◆ Assignment: Find each line of the material below in which the word "exceeds" occurs, and return it.

*** Opening Records for the exercise ***

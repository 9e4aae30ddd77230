//! Configuration management for DealBridge services
//!
//! Supports loading configuration from:
//! - Environment variables (prefixed with APP__)
//! - Configuration files (config.toml, config.yaml)
//! - Default values

use config::{Config, ConfigError, Environment, File};
use serde::{Deserialize, Serialize};
use std::time::Duration;

/// Main application configuration
#[derive(Debug, Clone, Deserialize, Serialize)]
pub struct AppConfig {
    /// Server configuration
    pub server: ServerConfig,

    /// Database configuration
    pub database: DatabaseConfig,

    /// Authentication configuration
    pub auth: AuthConfig,

    /// Review workflow configuration
    pub review: ReviewConfig,

    /// Search configuration
    pub search: SearchConfig,

    /// Notification configuration
    pub notify: NotifyConfig,

    /// Observability configuration
    pub observability: ObservabilityConfig,

    /// Rate limiting configuration
    pub rate_limit: RateLimitConfig,
}

#[derive(Debug, Clone, Deserialize, Serialize)]
pub struct ServerConfig {
    /// Host to bind to
    #[serde(default = "default_host")]
    pub host: String,

    /// Port to listen on
    #[serde(default = "default_port")]
    pub port: u16,

    /// Request timeout in seconds
    #[serde(default = "default_request_timeout")]
    pub request_timeout_secs: u64,

    /// Shutdown timeout in seconds
    #[serde(default = "default_shutdown_timeout")]
    pub shutdown_timeout_secs: u64,

    /// Maximum concurrent requests
    #[serde(default = "default_max_concurrent")]
    pub max_concurrent_requests: usize,
}

#[derive(Debug, Clone, Deserialize, Serialize)]
pub struct DatabaseConfig {
    /// Primary database URL (for writes)
    pub url: String,

    /// Read replica URL (optional, falls back to primary)
    pub read_url: Option<String>,

    /// Maximum number of connections
    #[serde(default = "default_max_connections")]
    pub max_connections: u32,

    /// Minimum number of connections
    #[serde(default = "default_min_connections")]
    pub min_connections: u32,

    /// Connection timeout in seconds
    #[serde(default = "default_connect_timeout")]
    pub connect_timeout_secs: u64,

    /// Idle timeout in seconds
    #[serde(default = "default_idle_timeout")]
    pub idle_timeout_secs: u64,
}

#[derive(Debug, Clone, Deserialize, Serialize)]
pub struct AuthConfig {
    /// JWT secret for token signing
    pub jwt_secret: Option<String>,

    /// JWT expiration in seconds
    #[serde(default = "default_jwt_expiration")]
    pub jwt_expiration_secs: u64,

    /// Request ID header name
    #[serde(default = "default_request_id_header")]
    pub request_id_header: String,
}

#[derive(Debug, Clone, Deserialize, Serialize)]
pub struct ReviewConfig {
    /// Days a submission may wait before being flagged as overdue
    #[serde(default = "default_review_timeout_days")]
    pub timeout_days: u32,

    /// Approve transitions straight to Available when true
    #[serde(default = "default_auto_publish")]
    pub auto_publish_on_approve: bool,
}

#[derive(Debug, Clone, Deserialize, Serialize)]
pub struct SearchConfig {
    /// Default page size when the caller does not specify one
    #[serde(default = "default_page_size")]
    pub default_page_size: u64,

    /// Hard cap on page size
    #[serde(default = "default_max_page_size")]
    pub max_page_size: u64,
}

impl Default for SearchConfig {
    fn default() -> Self {
        Self {
            default_page_size: default_page_size(),
            max_page_size: default_max_page_size(),
        }
    }
}

#[derive(Debug, Clone, Deserialize, Serialize)]
pub struct NotifyConfig {
    /// Webhook endpoint for lifecycle notifications; unset disables delivery
    pub webhook_url: Option<String>,

    /// Delivery timeout in seconds
    #[serde(default = "default_notify_timeout")]
    pub timeout_secs: u64,
}

#[derive(Debug, Clone, Deserialize, Serialize)]
pub struct ObservabilityConfig {
    /// Log level (debug, info, warn, error)
    #[serde(default = "default_log_level")]
    pub log_level: String,

    /// Enable JSON logging
    #[serde(default = "default_json_logging")]
    pub json_logging: bool,

    /// Metrics port (0 to disable)
    #[serde(default = "default_metrics_port")]
    pub metrics_port: u16,

    /// Service name for tracing
    #[serde(default = "default_service_name")]
    pub service_name: String,
}

#[derive(Debug, Clone, Deserialize, Serialize)]
pub struct RateLimitConfig {
    /// Requests per second (per client)
    #[serde(default = "default_rate_limit")]
    pub requests_per_second: u32,

    /// Burst capacity
    #[serde(default = "default_burst")]
    pub burst: u32,

    /// Enable rate limiting
    #[serde(default = "default_enabled")]
    pub enabled: bool,
}

// Default value functions
fn default_host() -> String { "0.0.0.0".to_string() }
fn default_port() -> u16 { 8080 }
fn default_request_timeout() -> u64 { 30 }
fn default_shutdown_timeout() -> u64 { 30 }
fn default_max_concurrent() -> usize { 100 }
fn default_max_connections() -> u32 { 50 }
fn default_min_connections() -> u32 { 5 }
fn default_connect_timeout() -> u64 { 10 }
fn default_idle_timeout() -> u64 { 300 }
fn default_jwt_expiration() -> u64 { 3600 }
fn default_request_id_header() -> String { "X-Request-ID".to_string() }
fn default_review_timeout_days() -> u32 { 7 }
fn default_auto_publish() -> bool { false }
fn default_page_size() -> u64 { 20 }
fn default_max_page_size() -> u64 { 100 }
fn default_notify_timeout() -> u64 { 10 }
fn default_log_level() -> String { "info".to_string() }
fn default_json_logging() -> bool { true }
fn default_metrics_port() -> u16 { 9090 }
fn default_service_name() -> String { "dealbridge".to_string() }
fn default_rate_limit() -> u32 { 50 }
fn default_burst() -> u32 { 100 }
fn default_enabled() -> bool { true }

impl AppConfig {
    /// Load configuration from environment and files
    pub fn load() -> Result<Self, ConfigError> {
        let env = std::env::var("APP_ENV").unwrap_or_else(|_| "development".to_string());

        let config = Config::builder()
            // Start with defaults
            .set_default("server.host", "0.0.0.0")?
            .set_default("server.port", 8080)?

            // Load base config file
            .add_source(File::with_name("config/default").required(false))

            // Load environment-specific config
            .add_source(File::with_name(&format!("config/{}", env)).required(false))

            // Load local overrides
            .add_source(File::with_name("config/local").required(false))

            // Load from environment variables with APP__ prefix
            // e.g., APP__SERVER__PORT=8081
            .add_source(
                Environment::with_prefix("APP")
                    .separator("__")
                    .try_parsing(true)
            )

            .build()?;

        config.try_deserialize()
    }

    /// Load from a specific TOML file
    pub fn from_file(path: &str) -> Result<Self, ConfigError> {
        let config = Config::builder()
            .add_source(File::with_name(path))
            .add_source(
                Environment::with_prefix("APP")
                    .separator("__")
                    .try_parsing(true)
            )
            .build()?;

        config.try_deserialize()
    }

    /// Get request timeout as Duration
    pub fn request_timeout(&self) -> Duration {
        Duration::from_secs(self.server.request_timeout_secs)
    }

    /// Get shutdown timeout as Duration
    pub fn shutdown_timeout(&self) -> Duration {
        Duration::from_secs(self.server.shutdown_timeout_secs)
    }

    /// Get the read database URL (falls back to primary)
    pub fn read_database_url(&self) -> &str {
        self.database.read_url.as_deref().unwrap_or(&self.database.url)
    }
}

impl Default for AppConfig {
    fn default() -> Self {
        Self {
            server: ServerConfig {
                host: default_host(),
                port: default_port(),
                request_timeout_secs: default_request_timeout(),
                shutdown_timeout_secs: default_shutdown_timeout(),
                max_concurrent_requests: default_max_concurrent(),
            },
            database: DatabaseConfig {
                url: "postgres://localhost/dealbridge".to_string(),
                read_url: None,
                max_connections: default_max_connections(),
                min_connections: default_min_connections(),
                connect_timeout_secs: default_connect_timeout(),
                idle_timeout_secs: default_idle_timeout(),
            },
            auth: AuthConfig {
                jwt_secret: None,
                jwt_expiration_secs: default_jwt_expiration(),
                request_id_header: default_request_id_header(),
            },
            review: ReviewConfig {
                timeout_days: default_review_timeout_days(),
                auto_publish_on_approve: default_auto_publish(),
            },
            search: SearchConfig::default(),
            notify: NotifyConfig {
                webhook_url: None,
                timeout_secs: default_notify_timeout(),
            },
            observability: ObservabilityConfig {
                log_level: default_log_level(),
                json_logging: default_json_logging(),
                metrics_port: default_metrics_port(),
                service_name: default_service_name(),
            },
            rate_limit: RateLimitConfig {
                requests_per_second: default_rate_limit(),
                burst: default_burst(),
                enabled: default_enabled(),
            },
        }
    }
}
//! Search filter building
//!
//! Turns a caller-supplied filter set into a store query with the
//! visibility baseline applied. Malformed combinations (min above max) are
//! rejected before any query runs.

use dealbridge_common::auth::Identity;
use dealbridge_common::domain::{CompanySize, Industry, ProposalStatus};
use dealbridge_common::errors::{AppError, Result};
use dealbridge_common::store::{ProposalFilter, SortKey, SortOrder, SortSpec};
use serde::{Deserialize, Serialize};

/// Caller-supplied search filters; every clause composes by AND
#[derive(Debug, Clone, Default, Serialize, Deserialize)]
pub struct SearchFilters {
    /// Free-text keyword against company name, teaser text and industry
    #[serde(default)]
    pub keyword: Option<String>,
    #[serde(default)]
    pub industries: Vec<Industry>,
    #[serde(default)]
    pub company_sizes: Vec<CompanySize>,
    #[serde(default)]
    pub min_revenue: Option<i64>,
    #[serde(default)]
    pub max_revenue: Option<i64>,
    /// Case-insensitive substring match against headquarters
    #[serde(default)]
    pub locations: Vec<String>,
    #[serde(default)]
    pub min_founded_year: Option<i32>,
    #[serde(default)]
    pub max_founded_year: Option<i32>,
    /// Whitelisted key; unknown values silently fall back to created_at
    #[serde(default)]
    pub sort_by: Option<String>,
    /// "asc" or anything else for descending
    #[serde(default)]
    pub sort_order: Option<String>,
    #[serde(default)]
    pub page: Option<u64>,
    #[serde(default)]
    pub page_size: Option<u64>,
}

impl SearchFilters {
    /// Reject combinations that can never match
    pub fn validate(&self) -> Result<()> {
        if let (Some(min), Some(max)) = (self.min_revenue, self.max_revenue) {
            if min > max {
                return Err(AppError::Validation {
                    message: "min_revenue exceeds max_revenue".to_string(),
                    field: Some("min_revenue".to_string()),
                });
            }
        }
        if let (Some(min), Some(max)) = (self.min_founded_year, self.max_founded_year) {
            if min > max {
                return Err(AppError::Validation {
                    message: "min_founded_year exceeds max_founded_year".to_string(),
                    field: Some("min_founded_year".to_string()),
                });
            }
        }
        Ok(())
    }

    /// Sort spec with silent fallback to created_at descending
    pub fn sort_spec(&self) -> SortSpec {
        let key = self
            .sort_by
            .as_deref()
            .and_then(SortKey::parse)
            .unwrap_or(SortKey::CreatedAt);
        let order = match self.sort_order.as_deref() {
            Some("asc") => SortOrder::Asc,
            _ => SortOrder::Desc,
        };
        // unknown keys fall back to the default sort entirely
        if self.sort_by.as_deref().is_some_and(|s| SortKey::parse(s).is_none()) {
            return SortSpec::default();
        }
        SortSpec { key, order }
    }

    /// Store filter with the caller's visibility baseline applied
    pub fn to_store_filter(&self, caller: Option<&Identity>) -> ProposalFilter {
        ProposalFilter {
            statuses: visibility_baseline(caller),
            keyword: self
                .keyword
                .as_ref()
                .map(|k| k.trim().to_string())
                .filter(|k| !k.is_empty()),
            industries: self.industries.clone(),
            company_sizes: self.company_sizes.clone(),
            min_revenue: self.min_revenue,
            max_revenue: self.max_revenue,
            locations: self.locations.clone(),
            min_founded_year: self.min_founded_year,
            max_founded_year: self.max_founded_year,
            ..Default::default()
        }
    }
}

/// Statuses a caller may ever see in search results.
///
/// Draft, UnderReview, Approved, Rejected and Archived are never
/// searchable, regardless of ownership.
pub fn visibility_baseline(caller: Option<&Identity>) -> Vec<ProposalStatus> {
    match caller {
        Some(c) if c.is_active => vec![ProposalStatus::Available, ProposalStatus::Sent],
        _ => vec![ProposalStatus::Available],
    }
}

*** Closing Records for the exercise ***

◆ Task response:
                    message: "min_revenue exceeds max_revenue".to_string(),
                    message: "min_founded_year exceeds max_founded_year".to_string(),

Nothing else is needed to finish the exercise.